▶ [Task]
Your task is to copy the lines of the data below from the line holding "pub fn root(&self)" through the line holding "file name contains", inclusive, exactly and with nothing added.

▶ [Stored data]
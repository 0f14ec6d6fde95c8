//! Lightroom catalog access.
//!
//! The catalog is owned by Lightroom: it is opened, never created or migrated.
//! Reads and writes go through [`CatalogGateway`], which opens one connection
//! per transaction and retries lock contention with exponential backoff.

use std::collections::{HashMap, HashSet};
use std::path::{Path, PathBuf};
use std::time::Duration;

use serde::Serialize;
use tracing::{debug, info, warn};

use crate::analyzer::AnalysisMetadata;
use crate::config::Config;

pub mod caption;
pub mod error;
pub mod gateway;
pub mod metadata_repo;
pub mod record_repo;
pub mod retry;

#[cfg(test)]
pub(crate) mod fixtures;

pub use error::DatabaseError;
pub use gateway::CatalogGateway;
pub use metadata_repo::KeywordOptions;
pub use record_repo::PROCESSED_KEYWORD;
pub use retry::{is_lock_contention, retry_on_lock, retry_on_lock_with, RetryPolicy};

/// One photo as the catalog describes it. Never modified by the pipeline.
#[derive(Debug, Clone, PartialEq, Eq, Serialize)]
pub struct CatalogRecord {
    pub record_id: i64,
    pub file_id: i64,
    pub base_name: String,
    pub path_from_root: String,
    pub root_folder: PathBuf,
    pub image_global_id: Option<String>,
    pub file_global_id: Option<String>,
    pub capture_time: Option<String>,
}

impl CatalogRecord {
    /// The base name without its extension.
    pub fn stem(&self) -> &str {
        Path::new(&self.base_name)
            .file_stem()
            .and_then(|s| s.to_str())
            .unwrap_or(&self.base_name)
    }

    /// Absolute path of the original source image.
    pub fn original_path(&self) -> PathBuf {
        self.root_folder
            .join(&self.path_from_root)
            .join(&self.base_name)
    }
}

/// Tables and columns present in an opened catalog.
#[derive(Debug, Clone, Default)]
pub struct CatalogSchema {
    tables: HashMap<String, HashSet<String>>,
}

impl CatalogSchema {
    pub fn new(tables: HashMap<String, HashSet<String>>) -> Self {
        Self { tables }
    }

    pub fn has_table(&self, table: &str) -> bool {
        self.tables.contains_key(table)
    }

    pub fn has_column(&self, table: &str, column: &str) -> bool {
        self.tables
            .get(table)
            .is_some_and(|columns| columns.contains(column))
    }

    /// Whether images carry catalog-wide global identifiers.
    pub fn has_global_ids(&self) -> bool {
        self.has_column("Adobe_images", "id_global")
    }

    pub fn table_count(&self) -> usize {
        self.tables.len()
    }
}

#[derive(Debug, Clone)]
pub struct CatalogSettings {
    pub busy_timeout: Duration,
    pub read_retries: u32,
    pub write_retries: u32,
    pub retry_base: Duration,
    pub keywords: KeywordOptions,
}

impl CatalogSettings {
    pub fn from_config(config: &Config) -> Self {
        Self {
            busy_timeout: Duration::from_millis(config.db_busy_timeout_ms),
            read_retries: config.db_max_retries,
            write_retries: config.db_write_retries,
            retry_base: Duration::from_millis(config.db_retry_base_ms),
            keywords: KeywordOptions {
                hierarchical: config.use_hierarchical_keywords,
                delimiter: config.keyword_delimiter.clone(),
            },
        }
    }
}

impl Default for CatalogSettings {
    fn default() -> Self {
        Self::from_config(&Config::default())
    }
}

/// Catalog operations the batch orchestrator depends on.
pub trait CatalogStore: Send + Sync {
    fn list_candidates(&self, max: Option<usize>) -> Result<Vec<CatalogRecord>, DatabaseError>;

    fn list_already_tagged(&self) -> Result<HashSet<i64>, DatabaseError>;

    fn write_metadata(&self, record_id: i64, metadata: &AnalysisMetadata) -> Result<(), DatabaseError>;
}

/// [`CatalogStore`] over a Lightroom `.lrcat` file.
#[derive(Debug, Clone)]
pub struct LightroomCatalog {
    gateway: CatalogGateway,
    schema: CatalogSchema,
    settings: CatalogSettings,
}

impl LightroomCatalog {
    /// Opens an existing catalog and probes its schema once.
    pub fn open(path: &Path, settings: CatalogSettings) -> Result<Self, DatabaseError> {
        let gateway = CatalogGateway::open(path, settings.busy_timeout, settings.retry_base)?;
        let tables = gateway.with_transaction(settings.read_retries, |tx| {
            Ok(record_repo::probe_tables(tx)?)
        })?;
        let schema = CatalogSchema::new(tables);

        if !schema.has_table("AgLibraryKeywordImage") {
            warn!("Catalog has no keyword link table; keywords cannot be written");
        }
        info!(
            tables = schema.table_count(),
            global_ids = schema.has_global_ids(),
            "Opened catalog {}",
            crate::sanitize::redact_path(path)
        );

        Ok(Self {
            gateway,
            schema,
            settings,
        })
    }

    pub fn path(&self) -> &Path {
        self.gateway.path()
    }

    pub fn schema(&self) -> &CatalogSchema {
        &self.schema
    }

    pub fn settings(&self) -> &CatalogSettings {
        &self.settings
    }
}

impl CatalogStore for LightroomCatalog {
    fn list_candidates(&self, max: Option<usize>) -> Result<Vec<CatalogRecord>, DatabaseError> {
        let records = self.gateway.with_transaction(self.settings.read_retries, |tx| {
            Ok(record_repo::list_candidates(tx, max)?)
        })?;
        debug!("Fetched {} candidate records", records.len());
        Ok(records)
    }

    /// A failed lookup is logged and treated as "nothing tagged yet".
    fn list_already_tagged(&self) -> Result<HashSet<i64>, DatabaseError> {
        let tagged = self
            .gateway
            .with_transaction(self.settings.read_retries, |tx| {
                Ok(record_repo::list_already_tagged(tx)?)
            });
        match tagged {
            Ok(ids) => Ok(ids),
            Err(e) => {
                warn!("Could not read already-processed records: {}", e);
                Ok(HashSet::new())
            }
        }
    }

    fn write_metadata(&self, record_id: i64, metadata: &AnalysisMetadata) -> Result<(), DatabaseError> {
        self.gateway
            .with_transaction(self.settings.write_retries, |tx| {
                metadata_repo::write_metadata(
                    tx,
                    &self.schema,
                    record_id,
                    metadata,
                    &self.settings.keywords,
                )
            })
    }
}
use std::collections::{BTreeSet, HashMap};
use std::path::{Path, PathBuf};

use log::{debug, info, warn};
use walkdir::WalkDir;

/// Files sampled per sub-directory when detecting suffix patterns.
const PATTERN_SAMPLE_PER_DIR: usize = 10;

/// Lower-cased file name → every absolute path carrying that name.
///
/// Built by a single walk and never patched afterwards; a new index is built
/// when the directory tree is expected to have changed.
#[derive(Debug, Default)]
pub struct PreviewIndex {
    root: PathBuf,
    entries: HashMap<String, Vec<PathBuf>>,
    file_count: usize,
}

impl PreviewIndex {
    pub fn empty(root: &Path) -> Self {
        Self {
            root: root.to_path_buf(),
            ..Self::default()
        }
    }

    /// Walks `root` once. Catalog databases (`*.db`) are skipped.
    pub fn build(root: &Path) -> Self {
        if !root.is_dir() {
            warn!("Preview directory not found: {}", root.display());
            return Self::empty(root);
        }

        let mut entries: HashMap<String, Vec<PathBuf>> = HashMap::new();
        let mut file_count = 0;

        for entry in WalkDir::new(root).into_iter().filter_map(|e| match e {
            Ok(entry) => Some(entry),
            Err(err) => {
                debug!("Skipping unreadable entry during preview walk: {}", err);
                None
            }
        }) {
            if !entry.file_type().is_file() {
                continue;
            }
            let name = entry.file_name().to_string_lossy().to_lowercase();
            if name.ends_with(".db") {
                continue;
            }
            entries.entry(name).or_default().push(entry.into_path());
            file_count += 1;
        }

        for paths in entries.values_mut() {
            paths.sort();
        }

        info!(
            "Indexed {} preview files ({} distinct names) under {}",
            file_count,
            entries.len(),
            root.display()
        );

        Self {
            root: root.to_path_buf(),
            entries,
            file_count,
        }
    }

    pub fn root(&self) -> &Path {
        &self.root
    }

    /// Number of distinct file names.
    pub fn len(&self) -> usize {
        self.entries.len()
    }

    pub fn is_empty(&self) -> bool {
        self.entries.is_empty()
    }

    pub fn file_count(&self) -> usize {
        self.file_count
    }

    /// Paths whose file name equals `name` (case-insensitive).
    pub fn exact(&self, name: &str) -> &[PathBuf] {
        self.entries
            .get(&name.to_lowercase())
            .map(Vec::as_slice)
            .unwrap_or(&[])
    }

    /// All indexed names and their paths.
    pub fn entries(&self) -> impl Iterator<Item = (&str, &[PathBuf])> {
        self.entries
            .iter()
            .map(|(name, paths)| (name.as_str(), paths.as_slice()))
    }

    /// Paths whose lower-cased file name satisfies `predicate`.
    pub fn matching<'a, F>(&'a self, predicate: F) -> impl Iterator<Item = &'a PathBuf> + 'a
    where
        F: Fn(&str) -> bool + 'a,
    {
        self.entries
            .iter()
            .filter(move |(name, _)| predicate(name.as_str()))
            .flat_map(|(_, paths)| paths.iter())
    }

    /// Paths whose file name contains `needle` (case-insensitive).
    pub fn containing<'a>(&'a self, needle: &str) -> impl Iterator<Item = &'a PathBuf> + 'a {
        let needle = needle.to_lowercase();
        self.matching(move |name| name.contains(&needle))
    }

    /// Detects `_<digits>` suffix conventions from file stems in sub-directories,
    /// sampling at most ten files per directory.
    pub fn detect_suffix_patterns(&self) -> Vec<String> {
        let mut sampled: HashMap<&Path, usize> = HashMap::new();
        let mut patterns = BTreeSet::new();

        let mut paths: Vec<&PathBuf> = self.entries.values().flatten().collect();
        paths.sort();

        for path in paths {
            let Some(parent) = path.parent() else { continue };
            if parent == self.root {
                continue;
            }
            let seen = sampled.entry(parent).or_insert(0);
            if *seen >= PATTERN_SAMPLE_PER_DIR {
                continue;
            }
            *seen += 1;

            let Some(stem) = path.file_stem().and_then(|s| s.to_str()) else {
                continue;
            };
            if let Some((_, last)) = stem.rsplit_once('_') {
                if !last.is_empty() && last.chars().all(|c| c.is_ascii_digit()) {
                    patterns.insert(format!("_{}", last));
                }
            }
        }

        if !patterns.is_empty() {
            debug!("Detected preview suffix patterns: {:?}", patterns);
        }
        patterns.into_iter().collect()
    }
}
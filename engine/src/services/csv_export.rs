//! CSV and JSON export of stored records, plus import templates

use std::collections::HashMap;
use std::sync::Arc;

use chrono::NaiveDate;
use serde_json::Value;

use shared::csv_text::{to_csv, EntityKind};
use shared::lifecycle::effective_flock_age;
use shared::metrics::laying_percentage;
use shared::models::{Cage, Cycle, Expense, FeedLog, ProductionLog, Record, Sale};

use crate::error::AppResult;
use crate::storage::{Repository, Store};

use super::export_file_name;

/// A file ready to be written or downloaded
#[derive(Debug, Clone, PartialEq)]
pub struct ExportFile {
    pub file_name: String,
    pub content: String,
}

#[derive(Clone)]
pub struct CsvExportService {
    repo: Repository,
}

/// Id to display name lookups for the reference columns
struct Names {
    cycles: HashMap<i64, (String, NaiveDate)>,
    cages: HashMap<i64, String>,
}

impl Names {
    fn cycle(&self, id: i64) -> String {
        self.cycles
            .get(&id)
            .map_or_else(|| id.to_string(), |(name, _)| name.clone())
    }

    fn cycle_start(&self, id: i64) -> Option<NaiveDate> {
        self.cycles.get(&id).map(|(_, start)| *start)
    }

    fn cage(&self, id: i64) -> String {
        self.cages.get(&id).cloned().unwrap_or_else(|| id.to_string())
    }
}

fn optional<T: ToString>(value: Option<T>) -> String {
    value.map(|v| v.to_string()).unwrap_or_default()
}

impl CsvExportService {
    pub fn new(store: Arc<dyn Store>) -> Self {
        Self {
            repo: Repository::new(store),
        }
    }

    /// Import template for an entity, with its download name
    pub fn template(kind: EntityKind) -> ExportFile {
        ExportFile {
            file_name: format!("{}-template.csv", kind.file_stem()),
            content: kind.template(),
        }
    }

    async fn names(&self) -> AppResult<Names> {
        let cycles = self
            .repo
            .all::<Cycle>()
            .await?
            .into_iter()
            .map(|cycle| (cycle.id, (cycle.display_name(), cycle.start_date)))
            .collect();
        let cages = self
            .repo
            .all::<Cage>()
            .await?
            .into_iter()
            .map(|cage| (cage.id, cage.name))
            .collect();
        Ok(Names { cycles, cages })
    }

    /// Records of one type, limited to a cycle when given, oldest first
    async fn records<T, F>(&self, cycle_id: Option<i64>, date: F) -> AppResult<Vec<T>>
    where
        T: Record,
        F: Fn(&T) -> NaiveDate,
    {
        let mut records: Vec<T> = match cycle_id {
            Some(id) => self.repo.by_index("cycleId", id).await?,
            None => self.repo.all().await?,
        };
        records.sort_by_key(|record| (date(record), record.id()));
        Ok(records)
    }

    /// Export one entity as CSV
    ///
    /// Cycle and cage columns carry names rather than ids so the file can be
    /// imported again as is.
    pub async fn export_csv(&self, kind: EntityKind, cycle_id: Option<i64>, today: NaiveDate) -> AppResult<ExportFile> {
        let names = self.names().await?;
        let rows: Vec<Vec<String>> = match kind {
            EntityKind::ProductionLogs => self
                .records::<ProductionLog, _>(cycle_id, |log| log.date)
                .await?
                .iter()
                .map(|log| production_row(log, &names))
                .collect(),
            EntityKind::Sales => self
                .records::<Sale, _>(cycle_id, |sale| sale.date)
                .await?
                .iter()
                .map(|sale| sale_row(sale, &names))
                .collect(),
            EntityKind::Expenses => self
                .records::<Expense, _>(cycle_id, |expense| expense.date)
                .await?
                .iter()
                .map(|expense| expense_row(expense, &names))
                .collect(),
            EntityKind::FeedLogs => self
                .records::<FeedLog, _>(cycle_id, |feed| feed.date)
                .await?
                .iter()
                .map(|feed| feed_row(feed, &names))
                .collect(),
        };

        let count = rows.len();
        let content = to_csv(kind.headers(), rows)?;
        let file_name = export_file_name(&format!("{}-export", kind.file_stem()), today, "csv");
        tracing::info!(entity = %kind, rows = count, %file_name, "Exported CSV");
        Ok(ExportFile { file_name, content })
    }

    /// Export one entity as a pretty-printed JSON array of stored records
    pub async fn export_json(&self, kind: EntityKind, cycle_id: Option<i64>, today: NaiveDate) -> AppResult<ExportFile> {
        let records: Vec<Value> = match kind {
            EntityKind::ProductionLogs => to_values(self.records::<ProductionLog, _>(cycle_id, |log| log.date).await?)?,
            EntityKind::Sales => to_values(self.records::<Sale, _>(cycle_id, |sale| sale.date).await?)?,
            EntityKind::Expenses => to_values(self.records::<Expense, _>(cycle_id, |expense| expense.date).await?)?,
            EntityKind::FeedLogs => to_values(self.records::<FeedLog, _>(cycle_id, |feed| feed.date).await?)?,
        };

        let content = serde_json::to_string_pretty(&records)?;
        let file_name = export_file_name(&format!("{}-export", kind.file_stem()), today, "json");
        tracing::info!(entity = %kind, rows = records.len(), %file_name, "Exported JSON");
        Ok(ExportFile { file_name, content })
    }
}

fn to_values<T: Record>(records: Vec<T>) -> AppResult<Vec<Value>> {
    records
        .iter()
        .map(|record| serde_json::to_value(record).map_err(Into::into))
        .collect()
}

fn production_row(log: &ProductionLog, names: &Names) -> Vec<String> {
    let eggs = log.eggs();
    let percent = laying_percentage(eggs, f64::from(log.opening_birds), 1);
    vec![
        log.date.to_string(),
        names.cycle(log.cycle_id),
        names.cage(log.cage_id),
        effective_flock_age(log, names.cycle_start(log.cycle_id)).to_string(),
        log.opening_birds.to_string(),
        log.mortality.to_string(),
        log.birds_sold.to_string(),
        // Trays like 4.1 convert with float noise; eggs are whole
        format!("{}", eggs.value().round()),
        log.closing_birds.to_string(),
        format!("{:.1}", percent),
        log.notes.clone(),
    ]
}

fn sale_row(sale: &Sale, names: &Names) -> Vec<String> {
    vec![
        sale.date.to_string(),
        names.cycle(sale.cycle_id),
        sale.sale_type.to_string(),
        sale.customer.clone(),
        sale.crates.to_string(),
        sale.price_per_crate.to_string(),
        optional(sale.bird_quantity),
        optional(sale.price_per_bird),
        optional(sale.weight_kg),
        sale.amount.to_string(),
        sale.payment_method.clone(),
        sale.notes.clone(),
    ]
}

fn expense_row(expense: &Expense, names: &Names) -> Vec<String> {
    vec![
        expense.date.to_string(),
        names.cycle(expense.cycle_id),
        expense.category.clone(),
        expense.description.clone(),
        expense.amount.to_string(),
        expense.payment_method.clone(),
        expense.notes.clone(),
    ]
}

fn feed_row(feed: &FeedLog, names: &Names) -> Vec<String> {
    vec![
        feed.date.to_string(),
        optional(feed.cycle_id.map(|id| names.cycle(id))),
        feed.amount.value().to_string(),
        feed.cost.to_string(),
        feed.notes.clone(),
    ]
}

#[cfg(test)]
mod tests {
    use super::*;

    #[test]
    fn test_template_file() {
        let file = CsvExportService::template(EntityKind::FeedLogs);
        assert_eq!(file.file_name, "feed-logs-template.csv");
        assert!(file.content.starts_with("Date,Cycle,Feed_Consumed_Kg"));
    }

    #[test]
    fn test_names_fall_back_to_ids() {
        let names = Names {
            cycles: HashMap::new(),
            cages: HashMap::from([(3, "Cage A1".to_string())]),
        };
        assert_eq!(names.cycle(7), "7");
        assert_eq!(names.cage(3), "Cage A1");
        assert_eq!(names.cycle_start(7), None);
    }
}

▶ [Task result]
    pub fn root(&self) -> &Path {
        &self.root
    }

    /// Number of distinct file names.
    pub fn len(&self) -> usize {
        self.entries.len()
    }

    pub fn is_empty(&self) -> bool {
        self.entries.is_empty()
    }

    pub fn file_count(&self) -> usize {
        self.file_count
    }

    /// Paths whose file name equals `name` (case-insensitive).
    pub fn exact(&self, name: &str) -> &[PathBuf] {
        self.entries
            .get(&name.to_lowercase())
            .map(Vec::as_slice)
            .unwrap_or(&[])
    }

    /// All indexed names and their paths.
    pub fn entries(&self) -> impl Iterator<Item = (&str, &[PathBuf])> {
        self.entries
            .iter()
            .map(|(name, paths)| (name.as_str(), paths.as_slice()))
    }

    /// Paths whose lower-cased file name satisfies `predicate`.
    pub fn matching<'a, F>(&'a self, predicate: F) -> impl Iterator<Item = &'a PathBuf> + 'a
    where
        F: Fn(&str) -> bool + 'a,
    {
        self.entries
            .iter()
            .filter(move |(name, _)| predicate(name.as_str()))
            .flat_map(|(_, paths)| paths.iter())
    }

    /// Paths whose file name contains `needle` (case-insensitive).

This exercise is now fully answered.